After the reggae band finished their first set, Harold, the lead singer, would wink at me, my cue to enter and take over the entertainment. I climbed to the edge of the pool with my microphone in hand and spoke the magic words, "I am looking for a few honeymoon couples who are looking to have some fun, come on up!" The couples would jump into the pool and fill their partners bathing suit with as many ping pong balls as they could in 60 seconds. The couple that stuffed the most balls was declared the winn
er and it was my job to make jokes along the way and make sure the ping pong balls remained white after the games were over (one of my sick jokes). On good days I followed this event with a belly flop contest tempting the tipsy tourists to challenge the waters of the pool with their pink fleshy stomachs--the pool won every time.

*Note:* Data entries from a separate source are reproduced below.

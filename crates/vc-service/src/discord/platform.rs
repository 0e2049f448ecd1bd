//! Chat platform adapter.
//!
//! [`DiscordPlatform`] implements the collaborator traits on top of the
//! serenity REST client and gateway cache. Room and member reads come from
//! the cache and are never held across an await.

use super::embeds::render;
use crate::collaborators::{
    ChannelProvisioning, CollaboratorError, MemberHandle, Membership, Notice, NoticeTarget,
    Notifier, Provisioned, Requester, RoomHandle, RoomSpec,
};
use crate::session::teams::{GATHER_EMOJI, SPLIT_EMOJI};
use crate::session::TeamLabel;
use async_trait::async_trait;
use common::types::{CategoryId, GuildId, MemberId, MessageRef, RoomId};
use serenity::all::{
    Cache, ChannelId, ChannelType, CreateChannel, CreateMessage, EditMessage, Guild,
    GuildChannel, Member, MessageId, PremiumTier, ReactionType, RoleId, UserId,
};
use serenity::http::{Http, HttpError};
use std::num::NonZeroU64;
use std::sync::{Arc, OnceLock};
use tracing::{debug, warn};

/// Platform error codes meaning the target no longer exists
/// (unknown channel, member, message).
const NOT_FOUND_CODES: [isize; 3] = [10003, 10007, 10008];

/// Bitrate used when the cache has no value for a room.
const DEFAULT_BITRATE: u32 = 64_000;

/// Name of a member's personal room.
#[must_use]
pub fn personal_room_name(display_name: &str) -> String {
    format!("{display_name}のVC")
}

/// Highest bitrate a guild's boost tier allows.
#[must_use]
pub fn tier_bitrate_limit(tier: PremiumTier) -> u32 {
    match tier {
        PremiumTier::Tier1 => 128_000,
        PremiumTier::Tier2 => 256_000,
        PremiumTier::Tier3 => 384_000,
        _ => 96_000,
    }
}

#[must_use]
pub fn member_handle(member: &Member) -> MemberHandle {
    MemberHandle {
        id: MemberId(member.user.id.get()),
        display_name: member.display_name().to_string(),
        is_bot: member.user.bot,
    }
}

fn channel_id(raw: u64) -> Option<ChannelId> {
    NonZeroU64::new(raw).map(ChannelId::from)
}

fn serenity_guild(guild: GuildId) -> Option<serenity::all::GuildId> {
    NonZeroU64::new(guild.get()).map(serenity::all::GuildId::from)
}

fn user_id(member: MemberId) -> Option<UserId> {
    NonZeroU64::new(member.get()).map(UserId::from)
}

fn invalid_id(what: &str, raw: u64) -> CollaboratorError {
    CollaboratorError::Rejected(format!("invalid {what} id: {raw}"))
}

fn message_ids(message: MessageRef) -> Result<(ChannelId, MessageId), CollaboratorError> {
    let channel =
        channel_id(message.channel_id).ok_or_else(|| invalid_id("channel", message.channel_id))?;
    let id = NonZeroU64::new(message.message_id)
        .map(MessageId::from)
        .ok_or_else(|| invalid_id("message", message.message_id))?;
    Ok((channel, id))
}

/// Map a serenity error onto the collaborator error kinds.
fn classify(operation: &str, error: &serenity::Error) -> CollaboratorError {
    let message = format!("{operation}: {error}");
    match error {
        serenity::Error::Http(HttpError::UnsuccessfulRequest(response)) => {
            let status = response.status_code.as_u16();
            if status == 404 || NOT_FOUND_CODES.contains(&response.error.code) {
                CollaboratorError::NotFound(message)
            } else if (400..500).contains(&status) {
                CollaboratorError::Rejected(message)
            } else {
                CollaboratorError::Unavailable(message)
            }
        }
        _ => CollaboratorError::Unavailable(message),
    }
}

fn is_voice(channel: &GuildChannel) -> bool {
    matches!(channel.kind, ChannelType::Voice | ChannelType::Stage)
}

fn room_handle(channel: &GuildChannel) -> RoomHandle {
    RoomHandle {
        id: RoomId(channel.id.get()),
        guild_id: GuildId(channel.guild_id.get()),
        name: channel.name.clone(),
        category: channel.parent_id.map(|parent| CategoryId(parent.get())),
        capacity: channel.user_limit.unwrap_or(0),
        bitrate: channel.bitrate.unwrap_or(DEFAULT_BITRATE),
    }
}

/// Collaborator implementation backed by the chat platform.
pub struct DiscordPlatform {
    http: Arc<Http>,
    cache: OnceLock<Arc<Cache>>,
    category: CategoryId,
    notice_channel: u64,
}

impl DiscordPlatform {
    #[must_use]
    pub fn new(http: Arc<Http>, category: CategoryId, notice_channel: u64) -> Self {
        Self {
            http,
            cache: OnceLock::new(),
            category,
            notice_channel,
        }
    }

    /// Attach the gateway cache once the client is built. Reads before this
    /// see no rooms.
    pub fn attach_cache(&self, cache: Arc<Cache>) {
        if self.cache.set(cache).is_err() {
            debug!(target: "vc.discord", "Cache already attached");
        }
    }

    fn with_guild<T>(&self, guild: GuildId, f: impl FnOnce(&Guild) -> T) -> Option<T> {
        let cache = self.cache.get()?;
        let guild = cache.guild(serenity_guild(guild)?)?;
        Some(f(&guild))
    }

    fn with_channel<T>(
        &self,
        room: RoomId,
        f: impl FnOnce(&Guild, &GuildChannel) -> T,
    ) -> Option<T> {
        let cache = self.cache.get()?;
        let id = channel_id(room.get())?;
        let guild_id = cache.guilds().into_iter().find(|guild_id| {
            cache
                .guild(*guild_id)
                .is_some_and(|guild| guild.channels.contains_key(&id))
        })?;
        let guild = cache.guild(guild_id)?;
        let channel = guild.channels.get(&id)?;
        Some(f(&guild, channel))
    }

    /// Member as seen in the cache.
    #[must_use]
    pub fn member(&self, guild: GuildId, member: MemberId) -> Option<MemberHandle> {
        let user = user_id(member)?;
        self.with_guild(guild, |g| g.members.get(&user).map(member_handle))
            .flatten()
    }

    /// Voice room the member is connected to, if any.
    #[must_use]
    pub fn voice_room_of(&self, guild: GuildId, member: MemberId) -> Option<RoomId> {
        let user = user_id(member)?;
        self.with_guild(guild, |g| {
            g.voice_states
                .get(&user)
                .and_then(|state| state.channel_id)
                .map(|channel| RoomId(channel.get()))
        })
        .flatten()
    }

    /// Requester with the administrator flag resolved from guild roles.
    #[must_use]
    pub fn requester(&self, guild: GuildId, member: MemberId) -> Requester {
        let is_admin = user_id(member)
            .and_then(|user| {
                self.with_guild(guild, |g| {
                    if g.owner_id == user {
                        return true;
                    }
                    let everyone = RoleId::new(g.id.get());
                    let Some(m) = g.members.get(&user) else {
                        return false;
                    };
                    m.roles
                        .iter()
                        .chain(std::iter::once(&everyone))
                        .filter_map(|role| g.roles.get(role))
                        .any(|role| role.permissions.administrator())
                })
            })
            .unwrap_or(false);

        Requester {
            id: member,
            is_admin,
        }
    }

    fn personal_room_in_cache(&self, guild: GuildId, name: &str) -> Option<RoomId> {
        let category = channel_id(self.category.get())?;
        self.with_guild(guild, |g| {
            g.channels
                .values()
                .find(|c| is_voice(c) && c.parent_id == Some(category) && c.name == name)
                .map(|c| RoomId(c.id.get()))
        })
        .flatten()
    }

    async fn add_panel_reactions(&self, channel: ChannelId, message: MessageId) {
        let http: &Http = &self.http;
        let emojis = TeamLabel::ALL
            .iter()
            .map(TeamLabel::emoji)
            .chain([SPLIT_EMOJI, GATHER_EMOJI]);
        for emoji in emojis {
            if let Err(e) = channel
                .create_reaction(http, message, ReactionType::Unicode(emoji.to_string()))
                .await
            {
                warn!(
                    target: "vc.discord",
                    error = %e,
                    "Failed to add panel reaction"
                );
            }
        }
    }
}

#[async_trait]
impl ChannelProvisioning for DiscordPlatform {
    async fn ensure_personal_room(
        &self,
        guild: GuildId,
        owner: &MemberHandle,
    ) -> Result<Provisioned, CollaboratorError> {
        let name = personal_room_name(&owner.display_name);
        if let Some(room) = self.personal_room_in_cache(guild, &name) {
            return Ok(Provisioned {
                room,
                created: false,
            });
        }

        let guild_id = serenity_guild(guild).ok_or_else(|| invalid_id("guild", guild.get()))?;
        let category = channel_id(self.category.get())
            .ok_or_else(|| invalid_id("category", self.category.get()))?;
        let http: &Http = &self.http;
        let channel = guild_id
            .create_channel(
                http,
                CreateChannel::new(name)
                    .kind(ChannelType::Voice)
                    .category(category),
            )
            .await
            .map_err(|e| classify("create_channel", &e))?;

        debug!(
            target: "vc.discord",
            room = %channel.id,
            owner = %owner.id,
            "Personal room created"
        );
        Ok(Provisioned {
            room: RoomId(channel.id.get()),
            created: true,
        })
    }

    async fn create_room(&self, spec: RoomSpec) -> Result<RoomHandle, CollaboratorError> {
        let guild_id =
            serenity_guild(spec.guild_id).ok_or_else(|| invalid_id("guild", spec.guild_id.get()))?;

        let mut builder = CreateChannel::new(spec.name)
            .kind(ChannelType::Voice)
            .bitrate(spec.bitrate)
            .user_limit(spec.capacity);
        if let Some(category) = spec.category.and_then(|c| channel_id(c.get())) {
            builder = builder.category(category);
        }

        let http: &Http = &self.http;
        let channel = guild_id
            .create_channel(http, builder)
            .await
            .map_err(|e| classify("create_channel", &e))?;
        Ok(room_handle(&channel))
    }

    async fn delete_room(&self, room: RoomId) -> Result<(), CollaboratorError> {
        let channel = channel_id(room.get()).ok_or_else(|| invalid_id("room", room.get()))?;
        let http: &Http = &self.http;
        channel
            .delete(http)
            .await
            .map(|_| ())
            .map_err(|e| classify("delete_channel", &e))
    }

    async fn move_member(
        &self,
        guild: GuildId,
        member: MemberId,
        to: RoomId,
    ) -> Result<(), CollaboratorError> {
        let guild_id = serenity_guild(guild).ok_or_else(|| invalid_id("guild", guild.get()))?;
        let user = user_id(member).ok_or_else(|| invalid_id("member", member.get()))?;
        let channel = channel_id(to.get()).ok_or_else(|| invalid_id("room", to.get()))?;
        let http: &Http = &self.http;
        guild_id
            .move_member(http, user, channel)
            .await
            .map(|_| ())
            .map_err(|e| classify("move_member", &e))
    }
}

#[async_trait]
impl Notifier for DiscordPlatform {
    async fn send_notice(
        &self,
        target: NoticeTarget,
        notice: Notice,
    ) -> Result<MessageRef, CollaboratorError> {
        let http: &Http = &self.http;
        let channel = match target {
            NoticeTarget::Room(room) => {
                channel_id(room.get()).ok_or_else(|| invalid_id("channel", room.get()))?
            }
            NoticeTarget::NoticeChannel => channel_id(self.notice_channel)
                .ok_or_else(|| invalid_id("channel", self.notice_channel))?,
            NoticeTarget::DirectMessage(member) => {
                let user = user_id(member).ok_or_else(|| invalid_id("user", member.get()))?;
                user.create_dm_channel(http)
                    .await
                    .map_err(|e| classify("create_dm_channel", &e))?
                    .id
            }
        };
        let is_panel = matches!(notice, Notice::TeamPanel { .. });

        let message = channel
            .send_message(http, CreateMessage::new().embed(render(&notice).into_embed()))
            .await
            .map_err(|e| classify("send_message", &e))?;

        if is_panel {
            self.add_panel_reactions(channel, message.id).await;
        }

        Ok(MessageRef::new(channel.get(), message.id.get()))
    }

    async fn edit_message(
        &self,
        message: MessageRef,
        notice: Notice,
    ) -> Result<(), CollaboratorError> {
        let (channel, id) = message_ids(message)?;
        let http: &Http = &self.http;
        channel
            .edit_message(http, id, EditMessage::new().embed(render(&notice).into_embed()))
            .await
            .map(|_| ())
            .map_err(|e| classify("edit_message", &e))
    }

    async fn delete_message(&self, message: MessageRef) -> Result<(), CollaboratorError> {
        let (channel, id) = message_ids(message)?;
        let http: &Http = &self.http;
        channel
            .delete_message(http, id)
            .await
            .map_err(|e| classify("delete_message", &e))
    }
}

impl Membership for DiscordPlatform {
    fn room(&self, room: RoomId) -> Option<RoomHandle> {
        self.with_channel(room, |_, channel| is_voice(channel).then(|| room_handle(channel)))
            .flatten()
    }

    fn members(&self, room: RoomId) -> Vec<MemberHandle> {
        let Some(id) = channel_id(room.get()) else {
            return Vec::new();
        };
        self.with_channel(room, |guild, _| {
            guild
                .voice_states
                .values()
                .filter(|state| state.channel_id == Some(id))
                .map(|state| {
                    guild
                        .members
                        .get(&state.user_id)
                        .or(state.member.as_ref())
                        .map_or_else(
                            || MemberHandle {
                                id: MemberId(state.user_id.get()),
                                display_name: state.user_id.to_string(),
                                is_bot: false,
                            },
                            member_handle,
                        )
                })
                .collect()
        })
        .unwrap_or_default()
    }

    fn bitrate_limit(&self, guild: GuildId) -> u32 {
        self.with_guild(guild, |g| tier_bitrate_limit(g.premium_tier))
            .unwrap_or_else(|| tier_bitrate_limit(PremiumTier::Tier0))
    }
}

Then there was the beer drinking competition, an event most passengers had been training for all week anyway. Americans are tremendous beer drinkers, but no one did it better than the Germans. I started the competition by grouping passengers into fours and the first person to down a can of beer and turn it upside on their head moved into the next round of competition. Finally, in the end, we were left with two coed teams who competed against each other to see who could drink a yard of beer (equivalent of 3 to 4 beers) first. I witnessed incredible drinking feats during my time on the ship including one couple that appeared to have been trained in Germany's Black Forest beer drinking academy, finishing the yard of beer in an incredible eight seconds. The woman who I will always think of as a Helga, consumed most of the spirit. Often, if passengers didn't vomit from seasickness, the beer drinking competition did the trick.
All of the events of the week built up to the finale on the last night of the cruise with the Male Lingerie Competition. Each week over fifty men fought for the right to be named Queen of the Cruise Ship. Why would fathers, doctors, plumbers, businessmen from states as diverse as Texas, Alabama and Florida all fight for the chance to dress up as a woman and parade in front of their 2000 fellow cruisers is a mystery I never could figure out. It was the closest thing to the World Wide Wrestling Federation that ever possessed our ship. An hour before the event I would gather all the contestants in a lounge to go over the rules and hand out an information sheet prying for such vital information as chest size, favorite position and secret fantasy. Each man was adorned with a wig and wore the ugliest dress or undergarments their wives and girlfriends could salvage from their suitcases. Pink was a popular color to go with the dark pulsating lipstick stamped on their face. The scene each week in the lounge was absurd as the guys chased each other around the room trying to squeeze their recently constructed breasts. Stodgy forty-year-olds became a pack of screaming teenage lunatics in a matter of seconds with me as their babysitter.